После этого Эллери и Гарри Берк отправились по домам, чтобы поспать хотя бы несколько часов. Но Эллери никак не мог попасть в объятия Морфея. Ворочаясь в постели, он думал, что видит уже половину таинственного лица, также вращающегося вокруг своей оси. Но когда это лицо окажется в поле зрения хотя бы на три четверти, оставалось неведомым.
Часть третья
ТРИ ЧЕТВЕРТИ ЛИЦА
Черты лица — это портрет души, а глаза — ее очевидцы.
Глава 30
Для человека, так уверенного в том, что он может зародить у суда сомнение в виновности его клиентки, Юрай Фрэнкелл ухватился за соломинку, протянутую ему неожиданным свидетелем защиты, с необычайным проворством.
— Естественно, — заявил адвокат, — в суде присяжных я предпочитаю позитивное доказательство негативному.
— Почему бы вам не попытаться убедить окружного прокурора отозвать обвинение? — спросил Эллери. — Тогда вам вовсе не придется иметь дело с присяжными.
— Херман на это не купится, — ответил Фрэнкелл, — учитывая личность моего свидетеля. Фактически, это наш главный повод для беспокойства. Он будет вгрызаться в Маггера, как бродяга в индейку от Армии спасения.
— Тем не менее вы решаете разумным ограничить меню индейкой?
— Это лучшее, что у нас есть.
— Я полагал, что вы рассчитываете на саму Лоретт. Вы уже передумали вызывать ее свидетельницей?
— Посмотрим. Все зависит от того, как пойдет дело с Маггером, — осторожно сказал Фрэнкелл. — Вы уверены, что ему не обещали деньги за его показания?
— Абсолютно уверен.
— Тогда почему он так охотно согласился свидетельствовать? Я не мог вытянуть у него причину.
— Во время полицейского допроса ему тактично намекнули, что он может отправиться назад в тюрьму, если откажется сотрудничать. Его освободили условно.

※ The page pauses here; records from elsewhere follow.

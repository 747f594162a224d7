//! Bounded, newest-first history of the session's transactions

use super::types::{Transaction, TxId};
use crate::error::{CoreError, CoreResult};

use std::collections::VecDeque;
use tokio::sync::RwLock;
use tracing::debug;

/// Default number of transactions kept
pub const DEFAULT_CAPACITY: usize = 50;

struct LogState {
    /// Newest first
    entries: VecDeque<Transaction>,
    /// Always a member of `entries`, or `None`
    active: Option<TxId>,
}

/// Transaction history shared between the lifecycle manager and readers
pub struct TransactionLog {
    state: RwLock<LogState>,
    capacity: usize,
}

impl TransactionLog {
    pub fn new(capacity: usize) -> Self {
        Self {
            state: RwLock::new(LogState {
                entries: VecDeque::with_capacity(capacity),
                active: None,
            }),
            capacity: capacity.max(1),
        }
    }

    pub fn capacity(&self) -> usize {
        self.capacity
    }

    /// Add a transaction as the newest entry and make it active, evicting the
    /// oldest entries past capacity
    pub async fn insert(&self, tx: Transaction) {
        let mut state = self.state.write().await;
        state.active = Some(tx.id);
        state.entries.push_front(tx);

        while state.entries.len() > self.capacity {
            if let Some(evicted) = state.entries.pop_back() {
                debug!("Evicted transaction {} from the log", evicted.id);
                if state.active == Some(evicted.id) {
                    state.active = None;
                }
            }
        }
    }

    /// Mutate one entry in place
    pub async fn update<R>(&self, id: TxId, f: impl FnOnce(&mut Transaction) -> R) -> CoreResult<R> {
        let mut state = self.state.write().await;
        state
            .entries
            .iter_mut()
            .find(|tx| tx.id == id)
            .map(f)
            .ok_or(CoreError::TransactionNotFound { tx_id: id })
    }

    pub async fn get(&self, id: TxId) -> Option<Transaction> {
        self.state
            .read()
            .await
            .entries
            .iter()
            .find(|tx| tx.id == id)
            .cloned()
    }

    /// Snapshot, newest first
    pub async fn list(&self) -> Vec<Transaction> {
        self.state.read().await.entries.iter().cloned().collect()
    }

    pub async fn active(&self) -> Option<Transaction> {
        let state = self.state.read().await;
        let id = state.active?;
        state.entries.iter().find(|tx| tx.id == id).cloned()
    }

    /// Transactions not yet terminal
    pub async fn in_flight(&self) -> Vec<Transaction> {
        self.state
            .read()
            .await
            .entries
            .iter()
            .filter(|tx| !tx.is_terminal())
            .cloned()
            .collect()
    }

    pub async fn len(&self) -> usize {
        self.state.read().await.entries.len()
    }

    pub async fn is_empty(&self) -> bool {
        self.state.read().await.entries.is_empty()
    }

    pub async fn clear(&self) {
        let mut state = self.state.write().await;
        state.entries.clear();
        state.active = None;
    }
}

impl Default for TransactionLog {
    fn default() -> Self {
        Self::new(DEFAULT_CAPACITY)
    }
}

— Но ему угрожала полиция, а не кто-то с нашей стороны?
— Совершенно верно.
Фрэнкелл выглядел обрадованным.
Эллери заметил, что окружной прокурор выполняет свою работу без обычного joie d'ouvrer.[43] Очевидно, подумал Эллери, ему не по душе ни само дело, ни его свидетели. За исключением официальных лиц вроде инспектора Квина и сержанта Вели, свидетели обвинения, вызванные в суд повесткой — Карлос Армандо, Гарри Берк, Роберта Уэст и сам Эллери, — сочувствовали подсудимой. При перекрестном допросе они вели себя куда более покладисто, чем при прямом.
Тем не менее окружному прокурору удалось весьма убедительно изложить дело против Лоретт Спанье. Насколько известно, она последней находилась наедине с Глори Гилд перед смертью певицы. Ее показания относительно времени ухода из квартиры Гилд, возвращения домой пешком через Центральный парк и прибытия в свою квартиру ничем не подтверждались. Револьвер 38-го калибра, ставший орудием убийства Глори, был найден в квартире обвиняемой в ее шляпной картонке. Она являлась главной наследницей огромного состояния жертвы. Наконец, прокурор добавил, что она брошена жертвой в раннем детстве на произвол судьбы, намекая, что мотивом могла быть не только корысть, но и ненависть.
Присяжные выглядели достаточно впечатленными. Они упорно избегали смотреть на детское личико подсудимой.
Единственным свидетелем защиты был Маггер. Он совсем не походил на того оборванца, каким его в прошлый раз видели друзья Лоретт. На нем были аккуратно выглаженный костюм, чистая белая рубашка, темный галстук и начищенные до блеска ботинки; он был гладко выбрит и абсолютно трезв, напоминая работягу-водопроводчика, приодевшегося перед походом в церковь.
— Херман наверняка заявит, что это мы его принарядили, — шепнул адвокат Эллери. — Но присяжных будет нелегко заставить забыть, как прилично выглядит этот парень. Лично я думаю, что Херману придется потрудиться. Более того, он это знает. Посмотрите на его нос.
Ноздри окружного прокурора раздувались и втягивались, словно ища дурной запах, который они, несмотря на весь свой опыт, не могли учуять.
Выяснилось, что настоящее имя Маггера — Кертис Перри Хэтауэй. Фрэнкелл быстро вытянул из него сведения о том, почему его «иногда» называют Маггером. («Зачем вы об этом спросили?» — осведомился позже Эллери. «Потому что, — ответил адвокат, — если бы я этого не сделал, то его спросил бы об этом Херман. Я просто вырвал у него жало».)